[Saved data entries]
* * *

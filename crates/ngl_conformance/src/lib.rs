//! Conformance test helpers for the ngl linter.
//!
//! Provides shared pipeline functions that load component sources from an
//! in-memory project (with a small `@ionic/core` declaration tree), run them
//! through the full lint engine, and return structured results for assertion
//! in integration tests. [`RuleTester`] runs a single rule against
//! `valid`/`invalid` fixtures in the usual lint-fixture style.

#![warn(missing_docs)]

use std::path::Path;
use std::sync::Arc;

use ngl_config::{LintConfig, ProjectConfig};
use ngl_diagnostics::{apply_fixes, Diagnostic, DiagnosticSink, Severity};
use ngl_ionic::AttributeTypeOracle;
use ngl_lint::{LintEngine, LintRule, RuleSetupError};
use ngl_source::{FileId, MemoryFileSystem, SourceDb};

/// Root directory of the in-memory fixture project.
pub const PROJECT_ROOT: &str = "/project";

/// Path the component under test is loaded from.
pub const COMPONENT_PATH: &str = "/project/src/app/home/home.page.ts";

const IONIC_TYPES: &str = "/project/node_modules/@ionic/core/dist/types";

const COMPONENTS_DTS: &str = r#"
import { Color, RouterDirection } from "./interface";
import { SpinnerTypes } from "./components/spinner/spinner-configs";
import { AnimationBuilder } from "./utils/animation/animation-interface";
export namespace Components {
    interface IonButton {
        "color"?: Color;
        "disabled": boolean;
        "expand"?: 'full' | 'block';
        "routerDirection": RouterDirection;
        "strong": boolean;
    }
    interface IonInput {
        "debounce"?: number;
        "disabled": boolean;
        "placeholder"?: string;
        "type": 'text' | 'number' | 'password' | 'email';
        "value"?: string | number | null;
    }
    interface IonItem {
        "button": boolean;
        "color"?: Color;
        "detail"?: boolean;
        "lines"?: 'full' | 'inset' | 'none';
        "routerAnimation": AnimationBuilder | undefined;
    }
    interface IonProgressBar {
        "buffer": number;
        "value": number;
    }
    interface IonSpinner {
        "name"?: SpinnerTypes;
        "paused": boolean;
    }
}
"#;

/// Result of running source text through the lint engine.
pub struct PipelineResult {
    /// Every file loaded during the run (the component and its templates).
    pub source_db: SourceDb,
    /// The component file.
    pub file: FileId,
    /// All diagnostics emitted during the run.
    pub diagnostics: Vec<Diagnostic>,
    /// Whether any errors were emitted.
    pub has_errors: bool,
    /// Number of error-severity diagnostics.
    pub error_count: usize,
    /// Number of warning-severity diagnostics.
    pub warning_count: usize,
}

impl PipelineResult {
    fn new(source_db: SourceDb, file: FileId, diagnostics: Vec<Diagnostic>) -> Self {
        let error_count = diagnostics
            .iter()
            .filter(|d| d.severity == Severity::Error)
            .count();
        let warning_count = diagnostics
            .iter()
            .filter(|d| d.severity == Severity::Warning)
            .count();
        Self {
            source_db,
            file,
            diagnostics,
            has_errors: error_count > 0,
            error_count,
            warning_count,
        }
    }

    /// Message ids of the diagnostics, in report order.
    pub fn message_ids(&self) -> Vec<&str> {
        self.diagnostics.iter().map(|d| d.message_id.as_str()).collect()
    }

    /// Diagnostics raised by the named rule.
    pub fn from_rule(&self, rule: &str) -> Vec<&Diagnostic> {
        self.diagnostics
            .iter()
            .filter(|d| d.rule.as_deref() == Some(rule))
            .collect()
    }

    /// The text of `path` after one pass of every emitted fix.
    pub fn fixed_text(&self, path: &str) -> String {
        let Some(file) = self.source_db.find(Path::new(path)) else {
            panic!("{path} was not loaded");
        };
        let source = &self.source_db.get_file(file).content;
        apply_fixes(source, file, &self.diagnostics).unwrap().text
    }

    /// The component file after one pass of every emitted fix.
    pub fn fixed(&self) -> String {
        let source = &self.source_db.get_file(self.file).content;
        apply_fixes(source, self.file, &self.diagnostics).unwrap().text
    }
}

/// The fixture project: the `@ionic/core` declaration files and nothing else.
pub fn ionic_fixture() -> MemoryFileSystem {
    MemoryFileSystem::new()
        .with_file(format!("{IONIC_TYPES}/components.d.ts"), COMPONENTS_DTS)
        .with_file(
            format!("{IONIC_TYPES}/interface.d.ts"),
            "export * from \"./components/router/utils/interface\";\n\
             export declare type PredefinedColors = 'primary' | 'secondary' | 'danger';\n\
             export declare type Color = PredefinedColors | string;\n",
        )
        .with_file(
            format!("{IONIC_TYPES}/components/router/utils/interface.d.ts"),
            "export type RouterDirection = 'forward' | 'back' | 'root';\n",
        )
        .with_file(
            format!("{IONIC_TYPES}/components/spinner/spinner-configs.d.ts"),
            "export type SpinnerTypes = 'bubbles' | 'circles' | 'dots';\n",
        )
        .with_file(
            format!("{IONIC_TYPES}/utils/animation/animation-interface.d.ts"),
            "export interface AnimationBuilder { (el: any): Animation }\n",
        )
}

/// An oracle over the declaration files in `fs`, located the way the
/// default configuration locates them under [`PROJECT_ROOT`].
pub fn ionic_oracle(fs: Arc<MemoryFileSystem>, config: &ProjectConfig) -> Arc<AttributeTypeOracle> {
    Arc::new(AttributeTypeOracle::new(
        config.ionic.components_dts(Path::new(PROJECT_ROOT)),
        fs,
        config.ionic.cache_capacity,
    ))
}

/// Creates a minimal `ProjectConfig`.
pub fn make_config() -> ProjectConfig {
    toml::from_str(
        r#"
[project]
name = "conformance_test"
"#,
    )
    .unwrap()
}

/// Creates a `ProjectConfig` with lint deny/allow/warn overrides.
pub fn make_config_with_lint(deny: &[&str], allow: &[&str], warn: &[&str]) -> ProjectConfig {
    let list = |names: &[&str]| {
        names
            .iter()
            .map(|s| format!("\"{s}\""))
            .collect::<Vec<_>>()
            .join(", ")
    };
    let toml_str = format!(
        r#"
[project]
name = "conformance_test"

[lint]
deny = [{deny}]
allow = [{allow}]
warn = [{warn}]
"#,
        deny = list(deny),
        allow = list(allow),
        warn = list(warn),
    );
    toml::from_str(&toml_str).unwrap()
}

/// Creates a `ProjectConfig` from a full `ngl.toml` text.
pub fn make_config_from_toml(text: &str) -> ProjectConfig {
    toml::from_str(text).unwrap()
}

/// Builds the engine every pipeline function runs, or the setup error.
pub fn build_engine(config: &ProjectConfig, fs: Arc<MemoryFileSystem>) -> Result<LintEngine, RuleSetupError> {
    LintEngine::new(&config.lint, ionic_oracle(fs, config))
}

/// Runs every default rule over a component source.
pub fn full_pipeline(source: &str) -> PipelineResult {
    full_pipeline_with_config(source, &[], &make_config())
}

/// Runs the rules over a component source with custom lint levels.
pub fn full_pipeline_with_lint(source: &str, deny: &[&str], allow: &[&str], warn: &[&str]) -> PipelineResult {
    full_pipeline_with_config(source, &[], &make_config_with_lint(deny, allow, warn))
}

/// Runs the rules over a component source, with extra project files
/// (external templates) available to the loader.
///
/// Each entry in `files` is `(path, text)` with an absolute path inside
/// [`PROJECT_ROOT`].
pub fn full_pipeline_with_config(
    source: &str,
    files: &[(&str, &str)],
    config: &ProjectConfig,
) -> PipelineResult {
    let mut fs = ionic_fixture();
    for (path, text) in files {
        fs.insert(path, *text);
    }
    let fs = Arc::new(fs);
    let engine = build_engine(config, Arc::clone(&fs)).unwrap();

    let mut source_db = SourceDb::new();
    let file = source_db.add_source(COMPONENT_PATH, source.to_string());
    let sink = DiagnosticSink::new();
    engine.lint_file(&mut source_db, &*fs, file, &sink);
    PipelineResult::new(source_db, file, sink.take_all())
}

/// An `invalid` fixture: code, the expected message ids in report order,
/// and the text after one fix pass.
pub struct InvalidCase<'a> {
    /// The component source.
    pub code: &'a str,
    /// Expected message ids, in report order.
    pub errors: &'a [&'a str],
    /// Expected text after applying every emitted fix once. `None` asserts
    /// that no fix is offered.
    pub output: Option<&'a str>,
}

/// Runs one rule over `valid` and `invalid` fixtures.
///
/// The rule is enabled through `lint.warn`, so rules that are off by
/// default are tested the same way as the others.
pub struct RuleTester {
    engine: LintEngine,
    fs: MemoryFileSystem,
}

impl RuleTester {
    /// Creates a tester for `rule` over the Ionic fixture project.
    pub fn new(rule: impl LintRule + 'static) -> Self {
        let config = LintConfig {
            warn: vec![rule.name().to_string()],
            ..LintConfig::default()
        };
        let mut engine = LintEngine::without_rules(&config);
        engine.register(Box::new(rule));
        Self {
            engine,
            fs: ionic_fixture(),
        }
    }

    /// Adds a project file, such as an external template.
    pub fn with_file(mut self, path: &str, text: &str) -> Self {
        self.fs.insert(path, text);
        self
    }

    /// Lints `code` as the component file.
    pub fn run(&self, code: &str) -> PipelineResult {
        let mut source_db = SourceDb::new();
        let file = source_db.add_source(COMPONENT_PATH, code.to_string());
        let sink = DiagnosticSink::new();
        self.engine.lint_file(&mut source_db, &self.fs, file, &sink);
        PipelineResult::new(source_db, file, sink.take_all())
    }

    /// Asserts that `code` produces no reports.
    pub fn valid(&self, code: &str) {
        let result = self.run(code);
        assert!(
            result.diagnostics.is_empty(),
            "expected no reports for:\n{code}\ngot: {:?}",
            result.message_ids()
        );
    }

    /// Asserts the reports and fix output of an `invalid` fixture.
    pub fn invalid(&self, case: InvalidCase<'_>) {
        let result = self.run(case.code);
        assert_eq!(
            result.message_ids(),
            case.errors,
            "unexpected reports for:\n{}",
            case.code
        );
        match case.output {
            Some(output) => assert_eq!(result.fixed(), output),
            None => assert!(
                result.diagnostics.iter().all(|d| d.fix.is_none()),
                "expected no fix for:\n{}",
                case.code
            ),
        }
    }
}

#[cfg(test)]
mod tests {
    use super::*;
    use ngl_ionic::ValueKind;

    #[test]
    fn fixture_oracle_resolves_aliases() {
        let config = make_config();
        let oracle = ionic_oracle(Arc::new(ionic_fixture()), &config);
        assert_eq!(oracle.kind("ion-item", "button"), ValueKind::Boolean);
        assert_eq!(oracle.kind("ion-item", "color"), ValueKind::String);
        assert_eq!(oracle.kind("ion-item", "router-animation"), ValueKind::Object);
        assert_eq!(
            oracle.allowed_values("ion-spinner", "name").unwrap(),
            ["bubbles", "circles", "dots"]
        );
        assert_eq!(oracle.kind("ion-input", "value"), ValueKind::String);
    }

    #[test]
    fn lint_levels_reach_the_config() {
        let config = make_config_with_lint(&["W105"], &["prefer-readonly"], &[]);
        assert_eq!(config.lint.deny, ["W105"]);
        assert_eq!(config.lint.allow, ["prefer-readonly"]);
        assert!(config.lint.warn.is_empty());
    }
}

* * *

(PROBLEM TO SOLVE): Note how many lines of the entries contain the string "templates", then give that number by itself.

(ANSWER SPACE): 2